Posted by Brian LaCour on June 16 2020

SCOTUS Ruling in Favor of LGBTQ+ Employees“In Title VII, Congress adopted broad language making it illegal for an employer to rely on an employee’s sex when deciding to fire that employee. We do not hesitate to recognize today a necessary consequence of that legislative choice: An employer who fires an individual merely for being gay or transgender defies the law.”

This week, in a 6-3 decision, the Supreme Court of the United States decided employment discrimination based on sexual orientation or gender identity is prohibited under Title VII of the Civil Rights Act of 1964. Writing for the Court, Justice Gorsuch addressed three cases where employees were fired by their employers because of being either gay or transgender. The Court held that, regardless of what the drafters of the Civil Rights Act had originally anticipated, the gradual expansion of defining prohibitions based on sex includes sexual orientation and gender identity.

The cases decided were Bostock v. Clayton County, GA, Altitude Express Inc. v. Zarda, and R.G. & G.R. Harris Funeral Homes Inc. v. Equal Employment Opportunity Commission. The first two were cases where employees were fired by their employers because of being gay and the last involved an employee who was terminated for informing her employer that she would embrace her gender identity at work.

The Court’s reasoning is that taking action against an employee for their sexual orientation or gender identity requires an intentional consideration of sex. Gorsuch writes

“If the employer fires the male employee for no reason other than the fact he is attracted to men, the employer discriminates against him for traits or actions it tolerates in his female colleague. . . Or take an employer who fires a transgender person who was identified as a male at birth but who now identifies as a female. If the employer retains an otherwise identical employee who was identified as female at birth, the employer intentionally penalizes a person identified as male at birth for traits or actions that it tolerates in an employee identified as female at birth.”
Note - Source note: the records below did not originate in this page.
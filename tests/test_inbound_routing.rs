//! Inbound frame routing tests


use rds_messaging::testing::MockConnector;
use rds_messaging::{
    ClientEvent, ConnectionSession, ConnectionState, ErrorKind, Message, MessageStatus,
    MessageType,
};
use serde_json::json;
use std::sync::{Arc, Mutex};
use test_helpers::*;

async fn session_with_message_hook() -> (ConnectionSession, MockConnector, Arc<Mutex<Vec<Message>>>) {
    let received: Arc<Mutex<Vec<Message>>> = Arc::default();
    let seen = received.clone();
    let connector = MockConnector::new();
    let session = ConnectionSession::builder(test_config(), Arc::new(connector.clone()))
        .on_message_received(move |m| seen.lock().unwrap().push(m.clone()))
        .spawn();
    connect(&session, &connector).await;
    (session, connector, received)
}

#[tokio::test(start_paused = true)]
async fn test_chat_frame_reaches_history_hook_and_subscribers() {
    let (session, connector, received) = session_with_message_hook().await;
    let mut events = session.subscribe();

    let mut frame = chat_frame("m-1", "bob", "hi alice");
    frame["username"] = json!("Bob");
    connector.deliver_json(frame);
    let status = session.status().await.unwrap();
    assert_eq!(status.stats.messages_received, 1);

    let history = session.history().await.unwrap();
    assert_eq!(history.len(), 1);
    let message = &history[0];
    assert_eq!(message.id, "m-1");
    assert_eq!(message.kind, MessageType::Message);
    assert_eq!(message.status, MessageStatus::Received);
    assert_eq!(message.user_id.as_deref(), Some("bob"));
    assert_eq!(message.username.as_deref(), Some("Bob"));
    assert_eq!(message.timestamp, 1_700_000_000_000);

    assert_eq!(received.lock().unwrap().as_slice(), history.as_slice());
    match events.try_recv() {
        Ok(ClientEvent::MessageReceived(m)) => assert_eq!(m.id, "m-1"),
        other => panic!("expected MessageReceived, got {:?}", other),
    }
}

#[tokio::test(start_paused = true)]
async fn test_malformed_frames_do_not_stop_processing() {
    let (session, connector, received) = session_with_message_hook().await;

    connector.deliver("{not json");
    connector.deliver(r#"{"type":"typing","isTyping":"yes"}"#);
    connector.deliver_json(chat_frame("m-2", "bob", "still here"));

    let status = session.status().await.unwrap();
    assert_eq!(status.state, ConnectionState::Connected);
    assert_eq!(status.stats.errors, 2);
    assert_eq!(status.last_error.unwrap().kind, ErrorKind::Parse);
    assert_eq!(received.lock().unwrap().len(), 1);
    assert_eq!(contents(&session.history().await.unwrap()), vec!["still here"]);
}

#[tokio::test(start_paused = true)]
async fn test_system_frame_goes_to_history_only() {
    let (session, connector, received) = session_with_message_hook().await;
    let mut events = session.subscribe();

    connector.deliver(r#"{"type":"system","content":"bob joined"}"#);
    session.status().await.unwrap();

    let history = session.history().await.unwrap();
    assert_eq!(history.len(), 1);
    assert_eq!(history[0].kind, MessageType::System);
    assert_eq!(history[0].content, "bob joined");
    assert!(!history[0].id.is_empty());
    assert!(history[0].timestamp > 0);

    assert!(received.lock().unwrap().is_empty());
    assert!(matches!(
        events.try_recv(),
        Ok(ClientEvent::SystemNotice(_))
    ));
}

#[tokio::test(start_paused = true)]
async fn test_unknown_and_untyped_frames_are_ignored() {
    let (session, connector, received) = session_with_message_hook().await;

    connector.deliver(r#"{"type":"presence","userId":"bob"}"#);
    connector.deliver(r#"{"content":"no type"}"#);
    connector.deliver(r#"{"type":"ping","timestamp":1}"#);

    let status = session.status().await.unwrap();
    assert_eq!(status.stats.errors, 0);
    assert!(status.last_error.is_none());
    assert_eq!(status.history_len, 0);
    assert!(received.lock().unwrap().is_empty());
    assert!(connector.sent_of_type("pong").is_empty());
}

#[tokio::test(start_paused = true)]
async fn test_pong_has_no_visible_effect() {
    let (session, connector, _received) = session_with_message_hook().await;
    let before = session.status().await.unwrap();
    let mut events = session.subscribe();

    connector.deliver(r#"{"type":"pong","timestamp":1700000000000}"#);
    let after = session.status().await.unwrap();

    assert_eq!(before, after);
    assert!(events.try_recv().is_err());
}

#[tokio::test(start_paused = true)]
async fn test_unknown_status_value_is_ignored() {
    let (session, connector, _received) = session_with_message_hook().await;

    connector.deliver(r#"{"type":"status","status":"sleeping"}"#);
    let status = session.status().await.unwrap();
    assert_eq!(status.state, ConnectionState::Connected);
    assert_eq!(status.stats.errors, 0);
}

#[tokio::test(start_paused = true)]
async fn test_panicking_hook_does_not_kill_session() {
    let connector = MockConnector::new();
    let session = ConnectionSession::builder(test_config(), Arc::new(connector.clone()))
        .on_message_received(|_| panic!("hook failure"))
        .spawn();
    connect(&session, &connector).await;

    connector.deliver_json(chat_frame("m-1", "bob", "boom"));
    connector.deliver_json(chat_frame("m-2", "bob", "again"));

    let status = session.status().await.unwrap();
    assert_eq!(status.stats.messages_received, 2);
    assert_eq!(status.history_len, 2);
}

#[tokio::test(start_paused = true)]
async fn test_messages_flow_after_reconnect() {
    let (session, connector, received) = session_with_message_hook().await;

    // Lose the first connection, then reconnect
    connector.drop_connection(1006);
    session.status().await.unwrap();
    tokio::time::sleep(std::time::Duration::from_millis(1000)).await;
    session.status().await.unwrap();
    connector.accept();
    session.status().await.unwrap();

    connector.deliver_json(chat_frame("m-new", "bob", "fresh"));
    session.status().await.unwrap();
    assert_eq!(received.lock().unwrap().len(), 1);
    assert_eq!(received.lock().unwrap()[0].id, "m-new");
}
This is based in decades of Supreme Court precedent holding that sex discrimination is not limited to simply the biological definition of “sex” but additionally prohibits discrimination based on stereotypes and expectations of gender (Price Waterhouse v. Hopkins, 1989), hiring practices allowing different standards for male and female applicants (Phillips v. Martin Marietta Corp, 1971), disparate company policy impacting one sex over another (Los Angeles Dept. of Water and Power v. Manhart, 1978), or sexual harassment when the harasser is the same sex as the victim (Oncale v. Sundowner Offshore Services, Inc., 1998).

The Court finds the broad language of the Civil Rights Act, which did not specify any exceptions to how “sex” would be defined, shields LGBTQ+ employees from employer recourse under Title VII.